◆ **Information shown**
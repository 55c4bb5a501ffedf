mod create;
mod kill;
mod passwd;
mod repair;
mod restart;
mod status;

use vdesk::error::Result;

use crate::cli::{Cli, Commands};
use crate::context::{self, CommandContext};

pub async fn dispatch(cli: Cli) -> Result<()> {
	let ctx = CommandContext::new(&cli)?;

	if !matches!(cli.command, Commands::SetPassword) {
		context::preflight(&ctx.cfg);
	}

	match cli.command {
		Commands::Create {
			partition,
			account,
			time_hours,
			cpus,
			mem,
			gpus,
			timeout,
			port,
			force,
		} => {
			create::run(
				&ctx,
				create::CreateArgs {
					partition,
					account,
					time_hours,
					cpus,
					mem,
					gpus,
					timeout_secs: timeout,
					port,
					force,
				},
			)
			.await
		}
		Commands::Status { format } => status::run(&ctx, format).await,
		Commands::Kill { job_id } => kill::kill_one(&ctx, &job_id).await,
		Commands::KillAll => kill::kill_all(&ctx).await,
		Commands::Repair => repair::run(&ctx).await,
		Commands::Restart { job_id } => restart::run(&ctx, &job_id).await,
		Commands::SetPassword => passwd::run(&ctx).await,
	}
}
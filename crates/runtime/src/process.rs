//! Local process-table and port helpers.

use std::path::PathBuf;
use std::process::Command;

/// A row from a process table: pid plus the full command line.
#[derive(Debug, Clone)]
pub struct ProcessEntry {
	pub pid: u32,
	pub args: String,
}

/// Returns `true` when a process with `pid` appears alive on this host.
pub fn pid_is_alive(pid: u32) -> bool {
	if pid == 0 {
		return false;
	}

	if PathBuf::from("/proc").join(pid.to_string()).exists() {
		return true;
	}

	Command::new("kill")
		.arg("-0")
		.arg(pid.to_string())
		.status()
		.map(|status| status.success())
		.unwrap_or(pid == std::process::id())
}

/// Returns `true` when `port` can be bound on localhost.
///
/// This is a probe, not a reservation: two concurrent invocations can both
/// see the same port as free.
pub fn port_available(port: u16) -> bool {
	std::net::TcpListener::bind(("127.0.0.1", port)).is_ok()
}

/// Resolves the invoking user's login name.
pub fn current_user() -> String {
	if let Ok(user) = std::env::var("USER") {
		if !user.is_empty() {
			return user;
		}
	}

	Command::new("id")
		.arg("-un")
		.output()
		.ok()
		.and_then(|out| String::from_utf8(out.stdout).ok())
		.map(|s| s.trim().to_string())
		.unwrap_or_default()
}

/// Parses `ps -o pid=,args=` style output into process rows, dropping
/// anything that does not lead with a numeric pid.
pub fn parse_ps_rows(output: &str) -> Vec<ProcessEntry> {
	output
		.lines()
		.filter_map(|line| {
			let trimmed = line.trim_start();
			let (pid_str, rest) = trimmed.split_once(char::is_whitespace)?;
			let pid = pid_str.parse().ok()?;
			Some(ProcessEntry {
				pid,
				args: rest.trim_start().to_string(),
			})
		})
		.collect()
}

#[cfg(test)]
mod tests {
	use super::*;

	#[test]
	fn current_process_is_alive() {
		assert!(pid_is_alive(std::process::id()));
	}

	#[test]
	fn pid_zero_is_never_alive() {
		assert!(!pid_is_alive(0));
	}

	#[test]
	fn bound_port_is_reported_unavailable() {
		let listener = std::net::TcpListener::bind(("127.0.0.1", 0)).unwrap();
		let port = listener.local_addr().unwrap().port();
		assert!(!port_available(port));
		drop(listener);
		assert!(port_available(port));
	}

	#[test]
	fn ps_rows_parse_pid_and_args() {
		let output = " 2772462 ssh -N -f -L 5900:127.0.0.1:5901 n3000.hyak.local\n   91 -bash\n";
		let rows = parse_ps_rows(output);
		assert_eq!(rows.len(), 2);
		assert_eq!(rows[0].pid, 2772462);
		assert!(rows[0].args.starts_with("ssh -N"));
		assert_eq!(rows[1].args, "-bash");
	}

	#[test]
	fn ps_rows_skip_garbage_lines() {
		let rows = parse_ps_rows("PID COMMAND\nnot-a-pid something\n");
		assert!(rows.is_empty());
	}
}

◆ **What is being asked**
Please copy each line of the records above in which the word "restart" can be found.

◆ **Task output**
mod restart;
		Commands::Restart { job_id } => restart::run(&ctx, &job_id).await,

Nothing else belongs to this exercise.